//! Test helpers for bismillah-bot integration tests
//!
//! Provides:
//! - FakeMessenger: records every outbound call and plays back scripted failures
//! - Synthetic corpus: every ayah's text is `<variant> s:a`
//! - TestBot: a dispatcher over an in-memory session store and a temp asset folder

#![allow(dead_code)]

pub mod fake_messenger;

pub use fake_messenger::{Call, FakeMessenger};

use bismillah_bot::assets::AssetCache;
use bismillah_bot::dispatcher::Dispatcher;
use bismillah_bot::feedback::FeedbackLog;
use bismillah_bot::quran::{Corpus, Quran, VerseRef, SURAH_LENGTHS};
use bismillah_bot::session::{DisplayMode, Mode, SessionStore, UserState};
use bismillah_common::db::{create_schema, KvStore};
use sqlx::sqlite::SqlitePoolOptions;
use std::path::{Path, PathBuf};
use std::sync::Arc;
use tempfile::TempDir;

pub const CHAT_ID: i64 = 42;

/// Surah/ayah table where every text names its own coordinate
pub fn synthetic_surahs(variant: &str) -> Vec<Vec<String>> {
    SURAH_LENGTHS
        .iter()
        .enumerate()
        .map(|(s, &len)| (1..=len).map(|a| format!("{} {}:{}", variant, s + 1, a)).collect())
        .collect()
}

pub fn surah_names() -> Vec<String> {
    (1..=114).map(|i| format!("Surah {}", i)).collect()
}

pub fn synthetic_quran() -> Quran {
    quran_from(synthetic_surahs("english"), synthetic_surahs("tafsir"))
}

pub fn quran_from(translation: Vec<Vec<String>>, tafsir: Vec<Vec<String>>) -> Quran {
    Quran {
        translation: Corpus::from_surahs(translation).expect("valid translation"),
        tafsir: Corpus::from_surahs(tafsir).expect("valid tafsir"),
        surah_names: surah_names(),
    }
}

/// Session store over a private in-memory database
pub async fn memory_store() -> SessionStore {
    let pool = SqlitePoolOptions::new()
        .max_connections(1)
        .connect("sqlite::memory:")
        .await
        .expect("in-memory database");
    create_schema(&pool).await.expect("schema");
    SessionStore::new(KvStore::new(pool, "test"))
}

pub fn verse(surah: u32, ayah: u32) -> VerseRef {
    VerseRef::new(surah, ayah).expect("verse exists")
}

pub fn state(surah: u32, ayah: u32, mode: DisplayMode) -> UserState {
    UserState::new(verse(surah, ayah), Mode::Display(mode))
}

/// A dispatcher wired to a fake messenger
pub struct TestBot {
    pub dispatcher: Dispatcher,
    pub messenger: FakeMessenger,
    pub store: SessionStore,
    pub dir: TempDir,
}

impl TestBot {
    pub async fn new() -> Self {
        Self::with_quran(synthetic_quran()).await
    }

    pub async fn with_quran(quran: Quran) -> Self {
        let dir = TempDir::new().expect("temp dir");
        let store = memory_store().await;
        let assets = AssetCache::new(store.clone(), dir.path().to_path_buf());
        let feedback = FeedbackLog::new(dir.path().join("feedback.txt"));
        let dispatcher = Dispatcher::new(Arc::new(quran), store.clone(), assets, feedback, "BismillahBot");

        Self {
            dispatcher,
            messenger: FakeMessenger::new(),
            store,
            dir,
        }
    }

    /// Deliver a text message from the default private chat
    pub async fn send(&self, text: &str) {
        self.send_from(CHAT_ID, text).await;
    }

    pub async fn send_from(&self, chat_id: i64, text: &str) {
        self.dispatcher
            .handle_message(&self.messenger, chat_id, text)
            .await
            .expect("message handled");
    }

    pub async fn set_state(&self, state: UserState) {
        self.store.save_user(CHAT_ID, &state).await.expect("state saved");
    }

    pub async fn state(&self) -> UserState {
        self.store.get_user(CHAT_ID).await.expect("state loaded")
    }

    pub fn feedback_path(&self) -> PathBuf {
        self.dir.path().join("feedback.txt")
    }

    /// Create an asset file below the temp asset root
    pub fn write_asset(&self, relative: &str, bytes: &[u8]) -> PathBuf {
        write_file(self.dir.path(), relative, bytes)
    }
}

pub fn write_file(root: &Path, relative: &str, bytes: &[u8]) -> PathBuf {
    let path = root.join(relative);
    if let Some(parent) = path.parent() {
        std::fs::create_dir_all(parent).expect("asset dir");
    }
    std::fs::write(&path, bytes).expect("asset written");
    path
}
#####
[How to complete this task] Where a line of the entries contains the word "join", copy that line.

[Task answer]
        let feedback = FeedbackLog::new(dir.path().join("feedback.txt"));
        self.dir.path().join("feedback.txt")
    let path = root.join(relative);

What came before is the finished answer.